Some of Kiwi Partners’ HR consultants attended the From Day One conference at the Brooklyn Museum in April. This was a fantastic event where we discussed how HR professionals and organizations are dealing with key workforce challenges today. There was excellent content related to challenges including diversity and inclusion, employee engagement, organizational trust, trends in benefits, hybrid work arrangements, and changes in personnel practices during an uncertain economy.
The session that resonated most with me was about building cultures of trust. Trust is undoubtedly necessary to have lasting relationships at work. Trust occurs when people have reliability for one another; where there is open communication, and when people are interconnected, support, and care for each other. Trust in a team is exhibited by members being honest, including admitting their failures and learning from those mistakes. Trusting relationships allow team members to feel safe, encouraging each other to question old ways of doing things and increasing creativity.
An interesting report was shared during the session, a study conducted by DDI Global Leadership Forecast 2023, found that leaders who work remotely were 22% more likely to trust senior leaders than to those who work in person. Providing opportunities for remote work can make employers seem more trustful, which in part can drive these results. However, in remote settings, there is less room for gossip, unprofessional interactions, and more curated messages; most leadership communications are planned, rehearsed, and edited. Thinking about it this way, you can picture remote workforces placing more trust in their leaders.
As organizations move to hybrid or in-person settings, they must rethink how they will maintain their team’s trust. Some trust boosters for leaders to consider:
1) Sharing. Trusting means caring and showing yourself as an authentic human being, such as showing vulnerability (regularly) and creating an open space for you and your team to bring their whole selves to work.

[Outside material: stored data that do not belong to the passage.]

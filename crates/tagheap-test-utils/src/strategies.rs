//! Proptest strategies over heap requests.

use proptest::prelude::*;
use proptest::sample::Index;

use crate::model::Step;

/// Request sizes skewed toward small blocks, with occasional large ones.
pub fn size() -> impl Strategy<Value = usize> {
    prop_oneof![
        6 => 1usize..64,
        3 => 64usize..1024,
        1 => 1024usize..16384,
    ]
}

/// A single step, weighted toward acquires so the live set grows.
pub fn step() -> impl Strategy<Value = Step> {
    prop_oneof![
        4 => size().prop_map(Step::Acquire),
        3 => any::<Index>().prop_map(Step::Release),
        2 => (any::<Index>(), size()).prop_map(|(i, s)| Step::Resize(i, s)),
        1 => any::<Index>().prop_map(|i| Step::Resize(i, 0)),
    ]
}

/// Between 1 and `max_len` steps.
pub fn steps(max_len: usize) -> impl Strategy<Value = Vec<Step>> {
    proptest::collection::vec(step(), 1..=max_len)
}
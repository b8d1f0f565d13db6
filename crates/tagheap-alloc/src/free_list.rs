//! Size-ordered explicit free list.
//!
//! [`FreeList`] threads every free block into one doubly linked list kept
//! in ascending size order. The links are stored in the blocks' own
//! payload words (see [`layout`](crate::layout)), so the list itself only
//! owns a single offset: the tail, which is the smallest free block.
//!
//! ```text
//! tail ──prev──▶ larger ──prev──▶ ... ──prev──▶ largest (prev = none)
//!      ◀──next──        ◀──next──     ◀──next──
//! ```
//!
//! Walking from the tail and stopping at the first block that is large
//! enough therefore yields the smallest sufficient block (best fit).
//! No head is tracked: reaching the largest block is a full walk.

use crate::layout::{self, BlockPtr, Link};

/// Tail-anchored, ascending-size free list over arena bytes.
///
/// Every method takes the arena bytes explicitly; the list owns nothing
/// but the tail offset.
#[derive(Clone, Copy, Debug, Default, PartialEq, Eq)]
pub struct FreeList {
    tail: Option<BlockPtr>,
}

impl FreeList {
    /// An empty list.
    pub fn new() -> Self {
        Self { tail: None }
    }

    /// The smallest free block, if any.
    pub fn tail(&self) -> Option<BlockPtr> {
        self.tail
    }

    /// Whether the list is empty.
    pub fn is_empty(&self) -> bool {
        self.tail.is_none()
    }

    /// Splice the free block at `bp` (of `size` bytes) into size order.
    ///
    /// Walks from the tail past every strictly smaller block. Ties are
    /// placed on the tail side of existing equal-sized blocks.
    pub fn insert(&mut self, bytes: &mut [u8], bp: BlockPtr, size: usize) {
        let mut larger = self.tail;
        let mut smaller = None;
        while let Some(candidate) = larger {
            if size <= layout::tag(bytes, candidate).size {
                break;
            }
            smaller = Some(candidate);
            larger = layout::link(bytes, candidate, Link::Prev);
        }

        layout::set_link(bytes, bp, Link::Prev, larger);
        layout::set_link(bytes, bp, Link::Next, smaller);
        if let Some(l) = larger {
            layout::set_link(bytes, l, Link::Next, Some(bp));
        }
        match smaller {
            Some(s) => layout::set_link(bytes, s, Link::Prev, Some(bp)),
            None => self.tail = Some(bp),
        }
    }

    /// Unlink the free block at `bp` using its own links.
    ///
    /// `bp` must currently be in the list. Removing the only element
    /// leaves the list empty.
    pub fn remove(&mut self, bytes: &mut [u8], bp: BlockPtr) {
        let larger = layout::link(bytes, bp, Link::Prev);
        let smaller = layout::link(bytes, bp, Link::Next);
        if let Some(l) = larger {
            layout::set_link(bytes, l, Link::Next, smaller);
        }
        match smaller {
            Some(s) => layout::set_link(bytes, s, Link::Prev, larger),
            None => self.tail = larger,
        }
    }

    /// The smallest free block of at least `size` bytes.
    pub fn find_fit(&self, bytes: &[u8], size: usize) -> Option<BlockPtr> {
        self.iter(bytes)
            .find(|&bp| layout::tag(bytes, bp).size >= size)
    }

    /// Iterate from the smallest block toward the largest.
    pub fn iter<'a>(&self, bytes: &'a [u8]) -> Iter<'a> {
        Iter {
            bytes,
            cursor: self.tail,
        }
    }
}

/// Iterator over a [`FreeList`], smallest block first.
pub struct Iter<'a> {
    bytes: &'a [u8],
    cursor: Option<BlockPtr>,
}

impl Iterator for Iter<'_> {
    type Item = BlockPtr;

    fn next(&mut self) -> Option<BlockPtr> {
        let current = self.cursor?;
        self.cursor = layout::link(self.bytes, current, Link::Prev);
        Some(current)
    }
}
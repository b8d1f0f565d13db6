//! Heap and arena fixtures.

use tagheap_alloc::{Heap, HeapConfig};
use tagheap_arena::{ArenaError, MemArena, Sbrk};

/// Builder for heaps with small, explicit limits.
#[derive(Clone, Debug)]
pub struct HeapBuilder {
    max_bytes: usize,
    chunk_size: usize,
    initial_extend: usize,
}

impl HeapBuilder {
    pub fn new() -> Self {
        let config = HeapConfig::default();
        Self {
            max_bytes: 1 << 20,
            chunk_size: config.chunk_size,
            initial_extend: config.initial_extend,
        }
    }

    pub fn max_bytes(mut self, max_bytes: usize) -> Self {
        self.max_bytes = max_bytes;
        self
    }

    /// Sets the growth chunk; the initial extension follows unless set.
    pub fn chunk_size(mut self, chunk_size: usize) -> Self {
        self.chunk_size = chunk_size;
        self.initial_extend = chunk_size;
        self
    }

    pub fn initial_extend(mut self, initial_extend: usize) -> Self {
        self.initial_extend = initial_extend;
        self
    }

    fn config(&self) -> HeapConfig {
        HeapConfig::new(self.chunk_size).with_initial_extend(self.initial_extend)
    }

    /// Build over a [`MemArena`]. Panics on an invalid combination.
    pub fn build(&self) -> Heap {
        let arena = MemArena::with_max_bytes(self.max_bytes).expect("valid arena limit");
        Heap::new(arena, self.config()).expect("heap fits its arena")
    }

    /// Build over a [`FlakyArena`] that refuses its `fail_at`-th grow.
    pub fn build_flaky(&self, fail_at: usize) -> Heap<FlakyArena> {
        let arena = FlakyArena::new(self.max_bytes, fail_at);
        Heap::new(arena, self.config()).expect("heap fits its arena")
    }
}

impl Default for HeapBuilder {
    fn default() -> Self {
        Self::new()
    }
}

/// In-memory arena whose growth fails on a chosen call.
///
/// Counts every non-zero `sbrk` since the last reset. Call number
/// `fail_at` (1-based) and every later one return
/// [`ArenaError::Exhausted`] with the break unchanged.
#[derive(Debug)]
pub struct FlakyArena {
    inner: MemArena,
    fail_at: usize,
    grows: usize,
}

impl FlakyArena {
    pub fn new(max_bytes: usize, fail_at: usize) -> Self {
        Self {
            inner: MemArena::with_max_bytes(max_bytes).expect("valid arena limit"),
            fail_at,
            grows: 0,
        }
    }

    /// Growth calls attempted so far, including refused ones.
    pub fn grows(&self) -> usize {
        self.grows
    }
}

impl Sbrk for FlakyArena {
    fn sbrk(&mut self, incr: usize) -> Result<usize, ArenaError> {
        if incr > 0 {
            self.grows += 1;
            if self.grows >= self.fail_at {
                return Err(ArenaError::Exhausted {
                    requested: incr,
                    brk: self.inner.brk(),
                    max: self.inner.max_bytes(),
                });
            }
        }
        self.inner.sbrk(incr)
    }

    fn reset_brk(&mut self) {
        self.grows = 0;
        self.inner.reset_brk();
    }

    fn brk(&self) -> usize {
        self.inner.brk()
    }

    fn bytes(&self) -> &[u8] {
        self.inner.bytes()
    }

    fn bytes_mut(&mut self) -> &mut [u8] {
        self.inner.bytes_mut()
    }

    fn max_bytes(&self) -> usize {
        self.inner.max_bytes()
    }
}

2) Acknowledging failures. Be honest; if you make a mistake, take responsibility. Others will feel more open to sharing their errors if you foster a culture where learning from mistakes is allowed.
3) Ask for feedback, take note, and communicate when incorporating it. Leaders do not need to know the solution to all problems, and at times, it can require collaborating on a resolution. If you asked for feedback, remember to keep it handy. Even better, if you implemented changes due to staff recommendations, communicate it and make the connection.
Remember the above trust boosters and avoid some key trust breakers such as breaking promises, serving personal interests (e.g. not giving work credit to colleagues), acting inconsistently, avoiding confronting issues, making assumptions, and doubting others. Building trust takes time, and it is a two-way approach. When talking about cultures that foster collaboration and trust, change needs to start at the top.